Louis Boitte
Place de la Concorde, progetto

Progetto di ristrutturazione di place de la Concorde a Parigi , vedute in spaccato dei portici lato Tuileries e lato Campi Elisi, facciata laterale e facciata principale di un arco e veduta di una fontana
Louis Boitte (1830-1906)
Progetto di ristrutturazione di place de la Concorde a Parigi , vedute in spaccato dei portici lato Tuileries e lato Campi Elisi, facciata laterale e facciata principale di un arco e veduta di una fontana
1852-1866
Inchiostro nero e inchiostro rosso, acquerello su carta
Cm 69,7 x 121, 2
© RMN-Grand Palais (Musée d'Orsay) / Hervé Lewandowski


Progetto di ristrutturazione di place de la Concorde a Parigi, pianta generale
Progetto di ristrutturazione di place de la Concorde a Parigi, veduta prospettica in linea d'aria della piazza e dei portici progettati

Progetto di ristrutturazione di place de la Concorde a Parigi , vedute in spaccato dei portici lato Tuileries e lato Campi Elisi, facciata laterale e facciata principale di un arco e veduta di una fontana


Questo progetto di Louis Boitte è molto ambizioso. Il disegno, presentato da questo giovane architetto al Salon del 1866, ha come soggetto uno dei luoghi più emblematici della capitale, a quei tempi centro della Parigi elegante e raffinata. Alla metà del XVIII secolo, la creazione di place de la Concorde, destinata ad ospitare la statua del Re donata dalla città di Parigi, aveva dato luogo a due importanti consultazioni che furono, di fatto i primi grandi concorsi parigini. L'architetto del Re, Ange-Jacques Gabriel (1698-1782), fu incaricato di condurre i lavori facendo la sintesi dei progetti ricevuti.
La piazza fu oggetto di nuove ristrutturazioni sotto la guida di Hittorff dal 1836 al 1840, e conobbe altre importanti e significative modifiche durante i primi anni di regno di Napoleone III. Per migliorare la circolazione, l'Imperatore desiderava eliminare le aiuole interrate progettate da Gabriel. L'opera di riempimento dei fossati fu affidata a Hittorff a partire dal 1852. Questi lavori, condotti in maniera caotica a causa delle incertezze dell'Imperatore, di certo legate all'influsso esercitato sul sovrano da parte di Haussmann favorevole alla presenza dei fossati, si protrassero fino al 1854. Questo progetto, anche se fu forse soggetto ad ulteriori modifiche, con ogni probabilità è il frutto delle riflessioni scaturite dal lento procedere del cantiere.

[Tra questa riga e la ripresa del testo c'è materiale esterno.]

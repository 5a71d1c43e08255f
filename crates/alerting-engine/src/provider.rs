//! 规则集来源

use crate::error::Result;
use std::path::{Path, PathBuf};
use tracing::debug;

/// 拉取当前规则集 JSON 文档
#[cfg_attr(test, mockall::automock)]
pub trait RulesProvider: Send + Sync {
    fn fetch_rules(&self) -> Result<String>;
}

/// 从本地文件读取规则集
#[derive(Debug, Clone)]
pub struct FileRulesProvider {
    path: PathBuf,
}

impl FileRulesProvider {
    pub fn new(path: impl Into<PathBuf>) -> Self {
        Self { path: path.into() }
    }

    pub fn path(&self) -> &Path {
        &self.path
    }
}

impl RulesProvider for FileRulesProvider {
    fn fetch_rules(&self) -> Result<String> {
        let content = std::fs::read_to_string(&self.path)?;
        debug!(path = %self.path.display(), bytes = content.len(), "规则文件已读取");
        Ok(content)
    }
}

/// 固定内容的规则集，用于测试与嵌入式场景
#[derive(Debug, Clone)]
pub struct StaticRulesProvider {
    rules: String,
}

impl StaticRulesProvider {
    pub fn new(rules: impl Into<String>) -> Self {
        Self {
            rules: rules.into(),
        }
    }
}

impl RulesProvider for StaticRulesProvider {
    fn fetch_rules(&self) -> Result<String> {
        Ok(self.rules.clone())
    }
}
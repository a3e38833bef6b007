//! Transcript parsing endpoint: the text fallback when the real-time
//! session is unavailable.

use std::sync::Arc;

use axum::extract::State;
use axum::http::StatusCode;
use axum::response::Json;
use serde::{Deserialize, Serialize};
use serde_json::json;
use tracing::{error, info, warn};

use crate::core::groceries::item::MutationRecord;
use crate::core::groceries::prompts::extraction_prompt;
use crate::core::groceries::reconcile::reconcile_mutations;
use crate::diag::DiagLevel;
use crate::state::AppState;

#[derive(Debug, Deserialize)]
pub struct ParseRequest {
    #[serde(default)]
    pub transcript: Option<String>,
    #[serde(rename = "usualGroceries", default)]
    pub usual_groceries: Option<String>,
}

#[derive(Debug, Serialize)]
pub struct ParseResponse {
    pub success: bool,
    pub groceries: Vec<MutationRecord>,
}

#[derive(Debug, Serialize)]
struct ChatMessage<'a> {
    role: &'a str,
    content: &'a str,
}

#[derive(Debug, Serialize)]
struct ChatRequest<'a> {
    model: &'a str,
    messages: Vec<ChatMessage<'a>>,
    temperature: f32,
    max_tokens: u32,
    response_format: serde_json::Value,
}

#[derive(Debug, Deserialize)]
struct ChatResponse {
    choices: Vec<ChatChoice>,
}

#[derive(Debug, Deserialize)]
struct ChatChoice {
    message: ChatResponseMessage,
}

#[derive(Debug, Deserialize)]
struct ChatResponseMessage {
    content: String,
}

type HandlerError = (StatusCode, Json<serde_json::Value>);

fn internal_error(details: impl Into<String>) -> HandlerError {
    (
        StatusCode::INTERNAL_SERVER_ERROR,
        Json(json!({
            "error": "Failed to extract groceries",
            "details": details.into(),
        })),
    )
}

/// POST /v1/groceries/parse
///
/// Runs the extraction prompt against the chat model and returns the
/// validated mutations. An upstream rate limit is relayed as 429 so clients
/// can back off rather than treat it as a hard failure.
pub async fn parse_transcript(
    State(state): State<Arc<AppState>>,
    Json(request): Json<ParseRequest>,
) -> Result<Json<ParseResponse>, HandlerError> {
    let transcript = match request.transcript.as_deref() {
        Some(t) if !t.trim().is_empty() => t,
        _ => {
            return Err((
                StatusCode::BAD_REQUEST,
                Json(json!({"error": "Invalid transcript provided"})),
            ));
        }
    };

    let Some(api_key) = state.config.openai_api_key.as_deref() else {
        return Err(internal_error("Missing OpenAI API key"));
    };

    info!("Extracting groceries from transcript ({} chars)", transcript.len());
    let prompt = extraction_prompt(request.usual_groceries.as_deref());

    let chat_request = ChatRequest {
        model: &state.config.chat_model,
        messages: vec![
            ChatMessage {
                role: "system",
                content: &prompt,
            },
            ChatMessage {
                role: "user",
                content: transcript,
            },
        ],
        temperature: 0.0,
        max_tokens: 2048,
        response_format: json!({"type": "json_object"}),
    };

    let response = state
        .http
        .post(format!("{}/chat/completions", state.config.openai_base_url))
        .bearer_auth(api_key)
        .json(&chat_request)
        .send()
        .await
        .map_err(|e| {
            error!("Chat completion request failed: {}", e);
            internal_error(e.to_string())
        })?;

    let status = response.status();
    if status == StatusCode::TOO_MANY_REQUESTS {
        warn!("Upstream rate limit hit during extraction");
        return Err((
            StatusCode::TOO_MANY_REQUESTS,
            Json(json!({"error": "Rate limit exceeded. Please try again later."})),
        ));
    }
    if !status.is_success() {
        let body = response.text().await.unwrap_or_default();
        error!("Chat completion error: {} {}", status, body);
        return Err(internal_error(format!("Upstream returned {status}")));
    }

    let chat: ChatResponse = response
        .json()
        .await
        .map_err(|e| internal_error(e.to_string()))?;
    let content = chat
        .choices
        .first()
        .map(|c| c.message.content.as_str())
        .ok_or_else(|| internal_error("Upstream returned no choices"))?;

    // The model occasionally returns prose instead of JSON; that is an
    // empty extraction, not a server error.
    let parsed: serde_json::Value = match serde_json::from_str(content) {
        Ok(v) => v,
        Err(e) => {
            warn!("Extraction response was not valid JSON: {}", e);
            state.diag.log(
                DiagLevel::Json,
                "Discarded non-JSON extraction response",
                Some(json!({"content": content})),
            );
            return Ok(Json(ParseResponse {
                success: true,
                groceries: Vec::new(),
            }));
        }
    };

    let groceries = match parsed.get("items").and_then(|i| i.as_array()) {
        Some(items) => reconcile_mutations(items),
        None => {
            warn!("Extraction response carried no items array");
            Vec::new()
        }
    };

    state.diag.log(
        DiagLevel::Items,
        format!("Fallback extraction produced {} mutations", groceries.len()),
        None,
    );

    Ok(Json(ParseResponse {
        success: true,
        groceries,
    }))
}
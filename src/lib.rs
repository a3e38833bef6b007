pub mod config;
pub mod core;
pub mod diag;
pub mod handlers;
pub mod routes;
pub mod state;

// Re-export commonly used items for convenience
pub use crate::config::ServerConfig;
pub use crate::core::groceries::item::{GroceryItem, Measurement, MutationAction, MutationRecord};
pub use crate::core::groceries::store::GroceryListStore;
pub use crate::core::session::engine::VoiceSession;
pub use crate::diag::DiagLogger;
pub use crate::state::AppState;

Louis Boitte immagina di procedere ad una ristrutturazione del tutto nuova e di costruire due immensi portici collocati ai lati dei vecchi fossati. Il primo portico deve sorgere accanto ai Campi Elisi mentre il secondo a fianco delle Tuileries.
Il portico dei Campi Elisi termina con due archi di trionfo che riprendono quello collocato a place de l'Etoile. Boitte libera la piazza dalle balaustre che circondavano i fossati, prevede l'aggiunta di fontane ma mantiene i padiglioni di Gabriel e l'arredo urbano disegnato da Hittorff.
Pur rispettando l'architettura degli edifici pubblici di questa piazza reale, Boitte le conferisce una nuova monumentalità destinata a valorizzare il regime imperiale.